Access to the Depository's book-entry system is also available to others, such
as banks, brokers, dealers and trust companies that clear through or maintain a
custodial relationship with a participant, either directly or indirectly.
 
     A further description of the Depository's procedures with respect to global
securities representing Book-Entry Securities is set forth in the Prospectus
under "Description of Debt Securities -- Book-Entry Securities".
 
SAME-DAY SETTLEMENT AND PAYMENT
 
     Settlement for the Securities will be made in immediately available funds.

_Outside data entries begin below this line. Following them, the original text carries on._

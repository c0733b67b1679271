//! Document tree used by the transform passes and the renderer.
//!
//! Comrak owns parsing only. Immediately after parsing, the arena-allocated
//! comrak tree is lowered into this owned representation so every later stage
//! works against a closed set of node kinds with attributes and source
//! positions attached. Comrak node payloads the converter has no use for
//! (fence offsets, list padding) are dropped during lowering.

use comrak::nodes::{
  AstNode,
  ListType,
  NodeValue,
  TableAlignment,
};

use crate::{attributes::AttributesHolder, error::Position};

/// Horizontal alignment of a table column.
#[derive(Debug, Clone, Copy, Default, PartialEq, Eq)]
pub enum Alignment {
  #[default]
  None,
  Left,
  Center,
  Right,
}

impl Alignment {
  /// The `text-align` style value, or `None` for default alignment.
  #[must_use]
  pub fn style(self) -> Option<&'static str> {
    match self {
      Self::None => None,
      Self::Left => Some("left"),
      Self::Center => Some("center"),
      Self::Right => Some("right"),
    }
  }
}

impl From<TableAlignment> for Alignment {
  fn from(value: TableAlignment) -> Self {
    match value {
      TableAlignment::None => Self::None,
      TableAlignment::Left => Self::Left,
      TableAlignment::Center => Self::Center,
      TableAlignment::Right => Self::Right,
    }
  }
}

/// Node payload. One variant per supported element, nothing open-ended.
#[derive(Debug, Clone, PartialEq)]
pub enum NodeData {
  Document,
  Paragraph,
  Heading {
    level: u8,
  },
  Text(String),
  SoftBreak,
  LineBreak,
  Emph,
  Strong,
  Strikethrough,
  Superscript,
  Code(String),
  /// Fenced or indented code block. `language` holds the raw info string
  /// right after lowering; the code-block pass splits it into the language
  /// name and highlight attributes.
  CodeBlock {
    language: String,
    literal:  String,
    ordinal:  usize,
    fenced:   bool,
  },
  HtmlInline(String),
  HtmlBlock(String),
  Link {
    destination: String,
    title:       String,
  },
  /// `ordinal` and `block` are zero/false until the image pass runs.
  Image {
    destination: String,
    title:       String,
    ordinal:     usize,
    block:       bool,
  },
  Blockquote,
  List {
    ordered: bool,
    start:   usize,
    tight:   bool,
  },
  Item,
  TaskItem {
    checked: bool,
  },
  ThematicBreak,
  Table {
    alignments: Vec<Alignment>,
  },
  TableRow {
    header: bool,
  },
  TableCell,
  FootnoteDefinition {
    name: String,
  },
  FootnoteReference {
    name:    String,
    ref_num: u32,
  },
  /// Synthesized container for the end-of-document footnote section. Never
  /// produced by lowering.
  FootnoteList,
  DefinitionList,
  DefinitionItem,
  DefinitionTerm,
  DefinitionDetails,
  /// Raw span between configured passthrough delimiters. Never produced by
  /// lowering; the passthrough pass splits these out of text and paragraphs.
  Passthrough {
    inline: bool,
    inner:  String,
    open:   String,
    close:  String,
  },
}

/// Fieldless discriminant of [`NodeData`], usable as a map key.
#[derive(Debug, Clone, Copy, PartialEq, Eq, Hash)]
pub enum NodeKind {
  Document,
  Paragraph,
  Heading,
  Text,
  SoftBreak,
  LineBreak,
  Emph,
  Strong,
  Strikethrough,
  Superscript,
  Code,
  CodeBlock,
  HtmlInline,
  HtmlBlock,
  Link,
  Image,
  Blockquote,
  List,
  Item,
  TaskItem,
  ThematicBreak,
  Table,
  TableRow,
  TableCell,
  FootnoteDefinition,
  FootnoteReference,
  FootnoteList,
  DefinitionList,
  DefinitionItem,
  DefinitionTerm,
  DefinitionDetails,
  Passthrough,
}

impl NodeData {
  #[must_use]
  pub fn kind(&self) -> NodeKind {
    match self {
      Self::Document => NodeKind::Document,
      Self::Paragraph => NodeKind::Paragraph,
      Self::Heading { .. } => NodeKind::Heading,
      Self::Text(_) => NodeKind::Text,
      Self::SoftBreak => NodeKind::SoftBreak,
      Self::LineBreak => NodeKind::LineBreak,
      Self::Emph => NodeKind::Emph,
      Self::Strong => NodeKind::Strong,
      Self::Strikethrough => NodeKind::Strikethrough,
      Self::Superscript => NodeKind::Superscript,
      Self::Code(_) => NodeKind::Code,
      Self::CodeBlock { .. } => NodeKind::CodeBlock,
      Self::HtmlInline(_) => NodeKind::HtmlInline,
      Self::HtmlBlock(_) => NodeKind::HtmlBlock,
      Self::Link { .. } => NodeKind::Link,
      Self::Image { .. } => NodeKind::Image,
      Self::Blockquote => NodeKind::Blockquote,
      Self::List { .. } => NodeKind::List,
      Self::Item => NodeKind::Item,
      Self::TaskItem { .. } => NodeKind::TaskItem,
      Self::ThematicBreak => NodeKind::ThematicBreak,
      Self::Table { .. } => NodeKind::Table,
      Self::TableRow { .. } => NodeKind::TableRow,
      Self::TableCell => NodeKind::TableCell,
      Self::FootnoteDefinition { .. } => NodeKind::FootnoteDefinition,
      Self::FootnoteReference { .. } => NodeKind::FootnoteReference,
      Self::FootnoteList => NodeKind::FootnoteList,
      Self::DefinitionList => NodeKind::DefinitionList,
      Self::DefinitionItem => NodeKind::DefinitionItem,
      Self::DefinitionTerm => NodeKind::DefinitionTerm,
      Self::DefinitionDetails => NodeKind::DefinitionDetails,
      Self::Passthrough { .. } => NodeKind::Passthrough,
    }
  }
}

/// One node of the document tree.
#[derive(Debug, Clone, PartialEq)]
pub struct Node {
  pub data:       NodeData,
  pub children:   Vec<Node>,
  pub attributes: AttributesHolder,

  /// Start of the node in the source document, when known.
  pub position: Option<Position>,

  /// Last source line covered by the node, for adjacency checks between
  /// block siblings. Zero when unknown.
  pub end_line: usize,
}

impl Node {
  #[must_use]
  pub fn new(data: NodeData) -> Self {
    Self {
      data,
      children: Vec::new(),
      attributes: AttributesHolder::default(),
      position: None,
      end_line: 0,
    }
  }

  #[must_use]
  pub fn with_children(data: NodeData, children: Vec<Node>) -> Self {
    Self {
      children,
      ..Self::new(data)
    }
  }

  #[must_use]
  pub fn kind(&self) -> NodeKind {
    self.data.kind()
  }

  /// Plain-text content of the subtree, used for anchor generation.
  #[must_use]
  pub fn text_content(&self) -> String {
    let mut out = String::new();
    self.collect_text(&mut out);
    out
  }

  fn collect_text(&self, out: &mut String) {
    match &self.data {
      NodeData::Text(text) | NodeData::Code(text) => out.push_str(text),
      NodeData::SoftBreak | NodeData::LineBreak => out.push(' '),
      _ => {},
    }
    for child in &self.children {
      child.collect_text(out);
    }
  }
}

/// Lower a parsed comrak tree into the owned document tree.
///
/// The returned node is always a [`NodeData::Document`]. Comrak nodes with no
/// counterpart here (front matter, math, wiki links from extensions this
/// converter does not enable) are dissolved: their children are spliced into
/// the parent.
#[must_use]
pub fn lower_document<'a>(root: &'a AstNode<'a>, filename: &str) -> Node {
  let mut doc = Node::new(NodeData::Document);
  doc.children = lower_children(root, filename);
  doc
}

fn lower_children<'a>(parent: &'a AstNode<'a>, filename: &str) -> Vec<Node> {
  let mut out = Vec::new();
  for child in parent.children() {
    out.extend(lower_node(child, filename));
  }
  out
}

fn lower_node<'a>(node: &'a AstNode<'a>, filename: &str) -> Vec<Node> {
  let data = node.data.borrow();
  let sourcepos = data.sourcepos;

  let lowered = match &data.value {
    NodeValue::Paragraph => Some(NodeData::Paragraph),
    NodeValue::Heading(heading) => Some(NodeData::Heading {
      level: heading.level,
    }),
    NodeValue::Text(text) => Some(NodeData::Text(text.to_string())),
    NodeValue::SoftBreak => Some(NodeData::SoftBreak),
    NodeValue::LineBreak => Some(NodeData::LineBreak),
    NodeValue::Emph => Some(NodeData::Emph),
    NodeValue::Strong => Some(NodeData::Strong),
    NodeValue::Strikethrough => Some(NodeData::Strikethrough),
    NodeValue::Superscript => Some(NodeData::Superscript),
    NodeValue::Code(code) => Some(NodeData::Code(code.literal.clone())),
    NodeValue::CodeBlock(block) => Some(NodeData::CodeBlock {
      language: block.info.clone(),
      literal:  block.literal.clone(),
      ordinal:  0,
      fenced:   block.fenced,
    }),
    NodeValue::HtmlInline(html) => Some(NodeData::HtmlInline(html.clone())),
    NodeValue::HtmlBlock(block) => {
      Some(NodeData::HtmlBlock(block.literal.clone()))
    },
    NodeValue::Link(link) => Some(NodeData::Link {
      destination: link.url.clone(),
      title:       link.title.clone(),
    }),
    NodeValue::Image(link) => Some(NodeData::Image {
      destination: link.url.clone(),
      title:       link.title.clone(),
      ordinal:     0,
      block:       false,
    }),
    NodeValue::BlockQuote => Some(NodeData::Blockquote),
    NodeValue::List(list) => Some(NodeData::List {
      ordered: list.list_type == ListType::Ordered,
      start:   list.start,
      tight:   list.tight,
    }),
    NodeValue::Item(_) => Some(NodeData::Item),
    NodeValue::TaskItem(item) => Some(NodeData::TaskItem {
      checked: item.symbol.is_some(),
    }),
    NodeValue::ThematicBreak => Some(NodeData::ThematicBreak),
    NodeValue::Table(table) => Some(NodeData::Table {
      alignments: table.alignments.iter().map(|a| (*a).into()).collect(),
    }),
    NodeValue::TableRow(header) => Some(NodeData::TableRow {
      header: *header,
    }),
    NodeValue::TableCell => Some(NodeData::TableCell),
    NodeValue::FootnoteDefinition(def) => Some(NodeData::FootnoteDefinition {
      name: def.name.clone(),
    }),
    NodeValue::FootnoteReference(footnote) => {
      Some(NodeData::FootnoteReference {
        name:    footnote.name.clone(),
        ref_num: footnote.ref_num,
      })
    },
    NodeValue::DescriptionList => Some(NodeData::DefinitionList),
    NodeValue::DescriptionItem(_) => Some(NodeData::DefinitionItem),
    NodeValue::DescriptionTerm => Some(NodeData::DefinitionTerm),
    NodeValue::DescriptionDetails => Some(NodeData::DefinitionDetails),
    NodeValue::Document => Some(NodeData::Document),
    _ => None,
  };

  let Some(lowered) = lowered else {
    drop(data);
    return lower_children(node, filename);
  };
  drop(data);

  let mut out = Node::new(lowered);
  out.position = Some(Position::new(
    filename,
    sourcepos.start.line,
    sourcepos.start.column,
  ));
  out.end_line = sourcepos.end.line;
  out.children = lower_children(node, filename);
  vec![out]
}

#[cfg(test)]
mod tests {
  #![allow(
    clippy::expect_used,
    clippy::unwrap_used,
    clippy::panic,
    reason = "Fine in tests"
  )]

  use comrak::{Arena, Options, parse_document};

  use super::*;

  fn lower(markdown: &str) -> Node {
    let arena = Arena::new();
    let mut options = Options::default();
    options.extension.table = true;
    options.extension.strikethrough = true;
    options.extension.tasklist = true;
    let root = parse_document(&arena, markdown, &options);
    lower_document(root, "test.md")
  }

  #[test]
  fn lowers_headings_with_positions() {
    let doc = lower("# One\n\ntext\n\n## Two\n");
    assert_eq!(doc.kind(), NodeKind::Document);
    assert_eq!(doc.children.len(), 3);

    assert_eq!(doc.children[0].data, NodeData::Heading { level: 1 });
    let pos = doc.children[0].position.as_ref().unwrap();
    assert_eq!(pos.line, 1);
    assert_eq!(pos.filename, "test.md");

    assert_eq!(doc.children[2].data, NodeData::Heading { level: 2 });
    assert_eq!(doc.children[2].position.as_ref().unwrap().line, 5);
  }

  #[test]
  fn lowers_tables_with_alignments() {
    let doc = lower("| a | b | c |\n|:--|:-:|--:|\n| 1 | 2 | 3 |\n");
    let NodeData::Table { alignments } = &doc.children[0].data else {
      panic!("expected table, got {:?}", doc.children[0].data);
    };
    assert_eq!(
      alignments,
      &vec![Alignment::Left, Alignment::Center, Alignment::Right]
    );
    assert_eq!(
      doc.children[0].children[0].data,
      NodeData::TableRow { header: true }
    );
  }

  #[test]
  fn text_content_flattens_inline_markup() {
    let doc = lower("## Hello *world* with `code`\n");
    assert_eq!(doc.children[0].text_content(), "Hello world with code");
  }

  #[test]
  fn paragraph_end_line_tracks_multiline_blocks() {
    let doc = lower("one\ntwo\nthree\n");
    assert_eq!(doc.children[0].position.as_ref().unwrap().line, 1);
    assert_eq!(doc.children[0].end_line, 3);
  }

  #[test]
  fn lowers_definition_lists() {
    let arena = Arena::new();
    let mut options = Options::default();
    options.extension.description_lists = true;
    let root = parse_document(&arena, "term\n\n: details\n", &options);
    let doc = lower_document(root, "test.md");

    let list = &doc.children[0];
    assert_eq!(list.kind(), NodeKind::DefinitionList);
    let item = &list.children[0];
    assert_eq!(item.kind(), NodeKind::DefinitionItem);
    assert_eq!(item.children[0].kind(), NodeKind::DefinitionTerm);
    assert_eq!(item.children[1].kind(), NodeKind::DefinitionDetails);
  }

  #[test]
  fn task_items_record_checked_state() {
    let doc = lower("- [x] done\n- [ ] open\n");
    let list = &doc.children[0];
    assert_eq!(list.children[0].data, NodeData::TaskItem { checked: true });
    assert_eq!(list.children[1].data, NodeData::TaskItem { checked: false });
  }
}
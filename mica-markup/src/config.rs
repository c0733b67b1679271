//! Markup configuration.
//!
//! Plain data structs with serde derives; decoding configuration files is the
//! caller's job. Enum-valued options arrive as strings and are mapped
//! leniently: an unknown value is logged and replaced with the default rather
//! than failing the build.

use serde::{Deserialize, Serialize};

use crate::{anchors::AutoIdKind, toc::TocConfig};

/// Site-wide markup configuration for the Markdown converter.
#[derive(Debug, Clone, Default, Serialize, Deserialize, PartialEq)]
#[serde(default, rename_all = "camelCase")]
pub struct MarkupConfig {
  pub extensions: Extensions,
  pub parser:     ParserConfig,
  pub renderer:   RendererConfig,
  pub toc:        TocConfig,
}

/// Which Markdown extensions are enabled.
#[derive(Debug, Clone, Serialize, Deserialize, PartialEq)]
#[serde(default, rename_all = "camelCase")]
#[allow(
  clippy::struct_excessive_bools,
  reason = "Config struct with related boolean flags"
)]
pub struct Extensions {
  pub table:           bool,
  pub strikethrough:   bool,
  pub superscript:     bool,
  pub task_list:       bool,
  pub definition_list: bool,
  pub footnote:        bool,
  pub autolink:        bool,
  pub passthrough:     PassthroughConfig,
}

impl Default for Extensions {
  fn default() -> Self {
    Self {
      table:           true,
      strikethrough:   true,
      superscript:     false,
      task_list:       true,
      definition_list: true,
      footnote:        true,
      autolink:        true,
      passthrough:     PassthroughConfig::default(),
    }
  }
}

/// Raw passthrough spans, e.g. for embedding LaTeX math. Delimiter pairs are
/// `[open, close]`.
#[derive(Debug, Clone, Default, Serialize, Deserialize, PartialEq)]
#[serde(default, rename_all = "camelCase")]
pub struct PassthroughConfig {
  pub enable:     bool,
  pub delimiters: PassthroughDelimiters,
}

#[derive(Debug, Clone, Default, Serialize, Deserialize, PartialEq)]
#[serde(default, rename_all = "camelCase")]
pub struct PassthroughDelimiters {
  pub inline: Vec<[String; 2]>,
  pub block:  Vec<[String; 2]>,
}

/// Parser behavior.
#[derive(Debug, Clone, Serialize, Deserialize, PartialEq)]
#[serde(default, rename_all = "camelCase")]
#[allow(
  clippy::struct_excessive_bools,
  reason = "Config struct with related boolean flags"
)]
pub struct ParserConfig {
  /// Assign anchor IDs to headings that lack an explicit one.
  pub auto_heading_id: bool,

  /// Sanitization strategy for generated anchors. One of `github`,
  /// `github-ascii` or `blackfriday`; anything else falls back to `github`
  /// with a logged warning.
  pub auto_heading_id_type: String,

  /// Assign anchor IDs to definition terms that lack an explicit one.
  pub auto_definition_term_id: bool,

  /// Enable `{...}` attribute lists on headings and blocks.
  pub attribute: AttributeConfig,

  /// When false, an image that is the sole content of a paragraph is
  /// promoted out of it and rendered as a block-level element.
  pub wrap_standalone_image_within_paragraph: bool,
}

impl Default for ParserConfig {
  fn default() -> Self {
    Self {
      auto_heading_id: true,
      auto_heading_id_type: AutoIdKind::Github.as_str().to_string(),
      auto_definition_term_id: false,
      attribute: AttributeConfig::default(),
      wrap_standalone_image_within_paragraph: true,
    }
  }
}

impl ParserConfig {
  /// Resolve the configured anchor sanitization strategy, substituting the
  /// default for unknown values.
  #[must_use]
  pub fn auto_id_kind(&self) -> AutoIdKind {
    AutoIdKind::from_config(&self.auto_heading_id_type)
  }
}

#[derive(Debug, Clone, Serialize, Deserialize, PartialEq, Eq)]
#[serde(default, rename_all = "camelCase")]
pub struct AttributeConfig {
  /// Attribute lists on heading lines (`## Title {#id .cls}`).
  pub title: bool,
  /// Attribute lists on the line following a block.
  pub block: bool,
}

impl Default for AttributeConfig {
  fn default() -> Self {
    Self {
      title: true,
      block: false,
    }
  }
}

/// HTML renderer behavior.
#[derive(Debug, Clone, Default, Serialize, Deserialize, PartialEq, Eq)]
#[serde(default, rename_all = "camelCase")]
#[allow(
  clippy::struct_excessive_bools,
  reason = "Config struct with related boolean flags"
)]
pub struct RendererConfig {
  /// Pass raw HTML through and keep `javascript:`-style URLs. When false,
  /// raw HTML is replaced with a comment and dangerous URLs are omitted.
  #[serde(rename = "unsafe")]
  pub unsafe_: bool,

  /// Render soft line breaks as `<br>`.
  pub hard_wraps: bool,

  /// Emit self-closing tags (`<br />`).
  pub xhtml: bool,
}

#[cfg(test)]
mod tests {
  use super::*;

  #[test]
  fn defaults_enable_common_extensions() {
    let cfg = MarkupConfig::default();
    assert!(cfg.extensions.table);
    assert!(cfg.extensions.footnote);
    assert!(!cfg.extensions.passthrough.enable);
    assert!(cfg.parser.auto_heading_id);
    assert!(!cfg.renderer.unsafe_);
  }

  #[test]
  fn unknown_auto_id_type_falls_back_to_default() {
    let parser = ParserConfig {
      auto_heading_id_type: "not-a-strategy".to_string(),
      ..ParserConfig::default()
    };
    assert_eq!(parser.auto_id_kind(), AutoIdKind::Github);
  }
}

So long as the Securities are represented by global securities, all payments of
principal and interest thereon will be made by the Telephone Company in
immediately available funds.
 
     So long as the Securities are represented by global securities registered
in the name of the Depository or its nominee and its procedures so permit, the
Securities will trade in the Depository's Same-Day Funds Settlement System, and
secondary market trading activity in the Securities will therefore be required
by the Depository to settle in immediately available funds.
 
                                       S-4
<PAGE>   5
 
                                  UNDERWRITING
 
     Subject to the terms and conditions set forth in the Underwriting
Agreement, the Telephone Company has agreed to sell to each of the Underwriters
named below, and each of the Underwriters has severally agreed to purchase, the
principal amount of the Securities set forth opposite its name below:
 
<TABLE>
<CAPTION>
                                                           PRINCIPAL          PRINCIPAL
                                                             AMOUNT            AMOUNT
    UNDERWRITER                                             OF NOTES        OF DEBENTURES
    ----------------------------------------------------  ------------     ---------------
    <S>                                                   <C>              <C>
    Goldman, Sachs & Co.................................  $ 84,000,000      $  50,000,000
    Morgan Stanley & Co. Incorporated...................    83,000,000         50,000,000
    Salomon Brothers Inc................................    83,000,000         50,000,000
                                                          ------------       ------------
              Total.....................................  $250,000,000      $ 150,000,000
                                                          ============       ============
</TABLE>
 
     Under the terms and conditions of the Underwriting Agreement, the
Underwriters are committed to take and pay for all of the Securities, if any are
taken.
 
     The Underwriters propose to offer the Notes in part directly to the public
at the initial public offering price set forth on the cover page of this
Prospectus Supplement and in part to certain securities dealers at such price
less a concession of 0.40% of the principal amount of the Notes. The
Underwriters may allow, and such dealers may reallow, a concession not to exceed
0.25% of the principal amount of the Notes to certain brokers and dealers. After
the Notes are released for sale to the public, the offering price and other
selling terms may from time to time be varied by the Underwriters.
 
     The Underwriters propose to offer the Debentures in part directly to the
public at the initial public offering price set forth on the cover page of this
Prospectus Supplement and in part to certain securities dealers at such price
less a concession of 0.50% of the principal amount of the Debentures. The
Underwriters may allow, and such dealers may reallow, a concession not to exceed
0.25% of the principal amount of the Debentures to certain brokers and dealers.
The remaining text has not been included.